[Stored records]
--- START ---

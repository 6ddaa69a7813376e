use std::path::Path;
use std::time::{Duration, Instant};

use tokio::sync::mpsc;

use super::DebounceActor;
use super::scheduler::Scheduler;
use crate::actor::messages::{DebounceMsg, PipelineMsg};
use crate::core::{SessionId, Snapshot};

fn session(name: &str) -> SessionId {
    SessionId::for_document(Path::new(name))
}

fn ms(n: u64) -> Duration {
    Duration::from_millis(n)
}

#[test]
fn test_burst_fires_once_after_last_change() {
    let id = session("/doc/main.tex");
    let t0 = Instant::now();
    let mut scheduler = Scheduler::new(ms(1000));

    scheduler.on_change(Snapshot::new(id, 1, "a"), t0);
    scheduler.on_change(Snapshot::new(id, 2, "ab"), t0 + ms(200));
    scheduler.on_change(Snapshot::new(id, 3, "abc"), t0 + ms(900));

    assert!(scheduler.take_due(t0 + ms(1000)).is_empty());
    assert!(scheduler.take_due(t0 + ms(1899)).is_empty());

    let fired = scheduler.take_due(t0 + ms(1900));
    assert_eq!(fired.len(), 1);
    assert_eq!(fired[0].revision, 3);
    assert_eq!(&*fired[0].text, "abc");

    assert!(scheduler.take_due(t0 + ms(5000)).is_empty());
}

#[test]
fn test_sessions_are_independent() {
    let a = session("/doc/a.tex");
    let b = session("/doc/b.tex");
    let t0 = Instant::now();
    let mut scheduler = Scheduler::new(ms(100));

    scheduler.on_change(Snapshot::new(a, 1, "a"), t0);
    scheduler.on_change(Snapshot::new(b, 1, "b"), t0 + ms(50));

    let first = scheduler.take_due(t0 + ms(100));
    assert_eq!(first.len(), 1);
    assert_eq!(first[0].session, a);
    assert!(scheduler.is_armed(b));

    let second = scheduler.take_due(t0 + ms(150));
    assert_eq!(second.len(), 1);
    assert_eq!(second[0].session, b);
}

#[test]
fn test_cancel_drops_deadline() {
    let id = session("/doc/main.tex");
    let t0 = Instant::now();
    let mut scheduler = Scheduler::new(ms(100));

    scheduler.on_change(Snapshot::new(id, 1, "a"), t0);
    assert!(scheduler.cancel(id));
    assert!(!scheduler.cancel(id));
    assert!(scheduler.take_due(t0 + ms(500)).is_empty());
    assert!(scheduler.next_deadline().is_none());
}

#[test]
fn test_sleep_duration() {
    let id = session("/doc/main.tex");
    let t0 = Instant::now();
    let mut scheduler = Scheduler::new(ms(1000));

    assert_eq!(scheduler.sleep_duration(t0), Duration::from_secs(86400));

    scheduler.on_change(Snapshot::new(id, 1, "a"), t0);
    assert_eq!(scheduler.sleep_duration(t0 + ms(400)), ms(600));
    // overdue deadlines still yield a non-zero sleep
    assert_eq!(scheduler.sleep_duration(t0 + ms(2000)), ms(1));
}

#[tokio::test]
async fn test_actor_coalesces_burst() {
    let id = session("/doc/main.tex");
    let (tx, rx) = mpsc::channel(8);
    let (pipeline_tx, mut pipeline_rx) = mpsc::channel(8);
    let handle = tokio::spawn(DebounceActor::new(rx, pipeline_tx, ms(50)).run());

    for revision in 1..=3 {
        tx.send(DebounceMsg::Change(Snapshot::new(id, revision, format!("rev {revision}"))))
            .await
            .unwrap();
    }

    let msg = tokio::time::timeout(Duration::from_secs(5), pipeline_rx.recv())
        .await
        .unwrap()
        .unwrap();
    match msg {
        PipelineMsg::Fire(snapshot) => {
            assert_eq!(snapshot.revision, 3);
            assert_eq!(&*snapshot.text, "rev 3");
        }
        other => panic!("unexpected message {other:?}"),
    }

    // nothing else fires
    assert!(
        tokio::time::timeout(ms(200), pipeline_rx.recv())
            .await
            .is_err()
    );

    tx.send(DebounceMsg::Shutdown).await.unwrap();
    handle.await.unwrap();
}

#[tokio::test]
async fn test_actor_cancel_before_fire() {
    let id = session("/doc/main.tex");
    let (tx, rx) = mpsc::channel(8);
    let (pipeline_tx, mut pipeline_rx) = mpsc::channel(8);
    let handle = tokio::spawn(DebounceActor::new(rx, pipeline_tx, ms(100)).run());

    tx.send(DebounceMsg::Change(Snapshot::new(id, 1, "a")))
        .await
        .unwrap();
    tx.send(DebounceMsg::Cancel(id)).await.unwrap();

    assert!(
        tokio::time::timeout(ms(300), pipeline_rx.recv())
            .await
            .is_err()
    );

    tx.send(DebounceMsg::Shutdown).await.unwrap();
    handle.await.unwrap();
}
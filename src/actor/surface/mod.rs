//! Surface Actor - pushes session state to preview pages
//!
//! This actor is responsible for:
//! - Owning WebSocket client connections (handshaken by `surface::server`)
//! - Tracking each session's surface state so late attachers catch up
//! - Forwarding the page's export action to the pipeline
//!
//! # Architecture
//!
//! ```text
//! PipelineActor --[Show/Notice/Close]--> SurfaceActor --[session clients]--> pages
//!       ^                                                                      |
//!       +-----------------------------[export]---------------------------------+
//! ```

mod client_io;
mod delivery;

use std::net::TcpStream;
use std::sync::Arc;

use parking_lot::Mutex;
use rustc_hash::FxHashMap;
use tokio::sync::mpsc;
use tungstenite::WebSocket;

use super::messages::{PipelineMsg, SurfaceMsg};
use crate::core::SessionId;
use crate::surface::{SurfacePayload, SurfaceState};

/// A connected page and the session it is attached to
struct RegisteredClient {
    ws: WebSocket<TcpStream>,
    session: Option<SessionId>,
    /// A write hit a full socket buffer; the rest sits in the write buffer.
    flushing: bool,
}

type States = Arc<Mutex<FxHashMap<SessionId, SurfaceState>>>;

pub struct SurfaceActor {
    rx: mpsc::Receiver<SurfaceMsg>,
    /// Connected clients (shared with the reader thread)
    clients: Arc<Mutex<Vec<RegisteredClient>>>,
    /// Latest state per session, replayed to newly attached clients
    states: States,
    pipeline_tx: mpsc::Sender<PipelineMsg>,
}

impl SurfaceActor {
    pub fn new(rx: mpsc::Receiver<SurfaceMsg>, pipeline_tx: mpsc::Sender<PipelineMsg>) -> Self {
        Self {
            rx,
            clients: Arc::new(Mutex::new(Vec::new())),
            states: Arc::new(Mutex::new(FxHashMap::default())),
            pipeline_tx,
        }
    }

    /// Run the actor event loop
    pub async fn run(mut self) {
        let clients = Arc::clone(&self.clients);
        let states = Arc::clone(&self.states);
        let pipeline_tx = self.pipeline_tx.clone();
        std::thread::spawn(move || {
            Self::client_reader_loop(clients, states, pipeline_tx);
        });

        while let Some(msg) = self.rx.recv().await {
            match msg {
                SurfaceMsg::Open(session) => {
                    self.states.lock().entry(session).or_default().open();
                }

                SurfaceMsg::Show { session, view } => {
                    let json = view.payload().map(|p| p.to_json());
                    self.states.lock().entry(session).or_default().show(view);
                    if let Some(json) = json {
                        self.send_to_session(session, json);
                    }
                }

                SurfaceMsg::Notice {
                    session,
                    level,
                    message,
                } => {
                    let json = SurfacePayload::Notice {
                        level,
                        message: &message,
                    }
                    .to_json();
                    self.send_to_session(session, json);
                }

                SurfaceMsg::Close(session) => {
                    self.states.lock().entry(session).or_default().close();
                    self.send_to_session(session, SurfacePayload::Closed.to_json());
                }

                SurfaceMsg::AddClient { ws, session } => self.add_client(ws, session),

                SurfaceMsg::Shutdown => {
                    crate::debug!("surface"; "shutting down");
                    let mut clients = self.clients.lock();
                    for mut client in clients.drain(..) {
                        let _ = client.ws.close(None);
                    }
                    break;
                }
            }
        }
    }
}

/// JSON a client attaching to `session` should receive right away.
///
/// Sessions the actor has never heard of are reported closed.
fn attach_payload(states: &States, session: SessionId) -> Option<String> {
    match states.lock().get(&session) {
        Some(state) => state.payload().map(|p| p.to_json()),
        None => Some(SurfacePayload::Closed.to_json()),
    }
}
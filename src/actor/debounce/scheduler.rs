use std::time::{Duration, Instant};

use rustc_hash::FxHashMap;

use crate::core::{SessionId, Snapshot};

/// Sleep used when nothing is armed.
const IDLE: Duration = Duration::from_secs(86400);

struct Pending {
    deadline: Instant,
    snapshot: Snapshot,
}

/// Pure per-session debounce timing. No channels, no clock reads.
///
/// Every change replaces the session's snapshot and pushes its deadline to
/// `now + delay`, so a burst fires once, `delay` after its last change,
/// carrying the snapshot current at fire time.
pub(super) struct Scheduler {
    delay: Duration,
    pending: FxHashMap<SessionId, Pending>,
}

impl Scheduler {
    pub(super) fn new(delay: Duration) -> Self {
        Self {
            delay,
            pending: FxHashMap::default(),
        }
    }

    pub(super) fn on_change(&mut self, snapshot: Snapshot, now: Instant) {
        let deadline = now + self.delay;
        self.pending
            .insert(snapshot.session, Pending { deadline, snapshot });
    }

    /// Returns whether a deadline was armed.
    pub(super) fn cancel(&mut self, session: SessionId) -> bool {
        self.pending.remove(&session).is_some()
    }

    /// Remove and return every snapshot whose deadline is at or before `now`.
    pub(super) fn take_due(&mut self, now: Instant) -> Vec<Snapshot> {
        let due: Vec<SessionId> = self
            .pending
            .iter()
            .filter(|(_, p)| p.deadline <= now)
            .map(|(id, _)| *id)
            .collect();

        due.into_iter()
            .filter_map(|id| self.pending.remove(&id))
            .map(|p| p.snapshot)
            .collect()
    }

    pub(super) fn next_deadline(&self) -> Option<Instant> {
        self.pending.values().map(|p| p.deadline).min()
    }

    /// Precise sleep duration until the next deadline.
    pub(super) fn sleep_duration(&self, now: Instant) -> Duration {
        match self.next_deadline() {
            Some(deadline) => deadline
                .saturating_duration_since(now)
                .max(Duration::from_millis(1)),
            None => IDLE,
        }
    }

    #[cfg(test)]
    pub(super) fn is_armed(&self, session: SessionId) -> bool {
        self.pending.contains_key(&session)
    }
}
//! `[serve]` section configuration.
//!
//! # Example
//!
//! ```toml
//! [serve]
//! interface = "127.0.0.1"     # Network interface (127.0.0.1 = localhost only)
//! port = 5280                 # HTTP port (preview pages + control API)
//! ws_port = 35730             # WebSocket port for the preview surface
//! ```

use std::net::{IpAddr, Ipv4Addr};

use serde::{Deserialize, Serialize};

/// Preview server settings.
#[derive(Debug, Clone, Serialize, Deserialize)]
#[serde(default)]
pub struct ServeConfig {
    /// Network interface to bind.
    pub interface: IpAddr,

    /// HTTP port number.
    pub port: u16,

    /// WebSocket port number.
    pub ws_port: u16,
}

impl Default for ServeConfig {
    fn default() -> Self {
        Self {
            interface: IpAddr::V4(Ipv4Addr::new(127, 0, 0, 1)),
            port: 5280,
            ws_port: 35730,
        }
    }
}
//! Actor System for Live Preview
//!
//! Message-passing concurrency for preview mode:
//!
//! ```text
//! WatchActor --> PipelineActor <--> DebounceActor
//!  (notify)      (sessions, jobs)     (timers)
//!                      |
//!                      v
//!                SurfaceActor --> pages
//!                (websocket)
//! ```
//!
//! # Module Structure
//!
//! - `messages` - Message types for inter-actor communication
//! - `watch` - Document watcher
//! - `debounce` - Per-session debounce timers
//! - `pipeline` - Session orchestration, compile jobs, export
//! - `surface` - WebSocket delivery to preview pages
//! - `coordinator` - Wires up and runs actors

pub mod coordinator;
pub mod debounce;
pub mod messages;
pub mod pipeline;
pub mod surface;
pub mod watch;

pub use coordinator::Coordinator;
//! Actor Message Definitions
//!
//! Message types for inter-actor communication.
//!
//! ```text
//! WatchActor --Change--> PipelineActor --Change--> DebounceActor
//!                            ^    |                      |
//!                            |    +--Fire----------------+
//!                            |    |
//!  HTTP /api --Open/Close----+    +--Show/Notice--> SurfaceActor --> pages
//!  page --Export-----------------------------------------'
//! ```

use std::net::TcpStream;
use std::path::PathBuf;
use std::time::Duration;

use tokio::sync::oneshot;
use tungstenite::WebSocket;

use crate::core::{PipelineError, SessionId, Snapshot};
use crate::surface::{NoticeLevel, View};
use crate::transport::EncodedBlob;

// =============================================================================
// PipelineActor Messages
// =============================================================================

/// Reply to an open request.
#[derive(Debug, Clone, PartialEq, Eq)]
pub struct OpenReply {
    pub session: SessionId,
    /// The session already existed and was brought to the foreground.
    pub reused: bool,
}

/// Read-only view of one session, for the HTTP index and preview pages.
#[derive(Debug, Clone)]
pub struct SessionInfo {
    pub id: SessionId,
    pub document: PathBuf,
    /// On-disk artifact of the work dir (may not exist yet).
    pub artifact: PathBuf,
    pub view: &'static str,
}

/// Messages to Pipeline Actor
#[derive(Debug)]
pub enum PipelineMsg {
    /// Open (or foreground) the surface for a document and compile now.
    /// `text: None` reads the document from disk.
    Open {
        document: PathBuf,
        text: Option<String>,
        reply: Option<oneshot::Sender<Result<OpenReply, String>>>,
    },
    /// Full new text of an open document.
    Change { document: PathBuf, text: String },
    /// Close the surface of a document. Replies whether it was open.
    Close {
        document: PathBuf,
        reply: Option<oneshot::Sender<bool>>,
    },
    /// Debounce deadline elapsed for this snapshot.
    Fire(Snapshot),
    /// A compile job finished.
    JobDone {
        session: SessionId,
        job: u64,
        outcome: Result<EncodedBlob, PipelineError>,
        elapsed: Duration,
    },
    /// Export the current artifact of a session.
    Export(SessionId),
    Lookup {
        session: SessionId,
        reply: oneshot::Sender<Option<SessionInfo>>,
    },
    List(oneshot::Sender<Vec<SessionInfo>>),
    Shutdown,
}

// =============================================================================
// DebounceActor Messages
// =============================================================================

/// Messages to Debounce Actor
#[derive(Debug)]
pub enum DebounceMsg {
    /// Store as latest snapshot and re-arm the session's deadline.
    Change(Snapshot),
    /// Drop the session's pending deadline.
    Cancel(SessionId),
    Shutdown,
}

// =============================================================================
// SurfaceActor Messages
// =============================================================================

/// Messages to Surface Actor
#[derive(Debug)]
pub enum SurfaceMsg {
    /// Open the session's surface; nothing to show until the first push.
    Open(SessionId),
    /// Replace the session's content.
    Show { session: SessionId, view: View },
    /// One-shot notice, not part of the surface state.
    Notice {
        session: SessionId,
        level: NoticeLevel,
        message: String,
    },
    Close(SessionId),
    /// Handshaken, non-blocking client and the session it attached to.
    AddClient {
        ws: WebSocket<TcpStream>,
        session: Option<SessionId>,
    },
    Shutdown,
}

--- END ---

After locating the line holding "let due: Vec<SessionId> = self" above, output exactly that line and every line after it through the line holding "pub(super) fn next_deadline(&self)". Include nothing else.

        let due: Vec<SessionId> = self
            .pending
            .iter()
            .filter(|(_, p)| p.deadline <= now)
            .map(|(id, _)| *id)
            .collect();

        due.into_iter()
            .filter_map(|id| self.pending.remove(&id))
            .map(|p| p.snapshot)
            .collect()
    }

    pub(super) fn next_deadline(&self) -> Option<Instant> {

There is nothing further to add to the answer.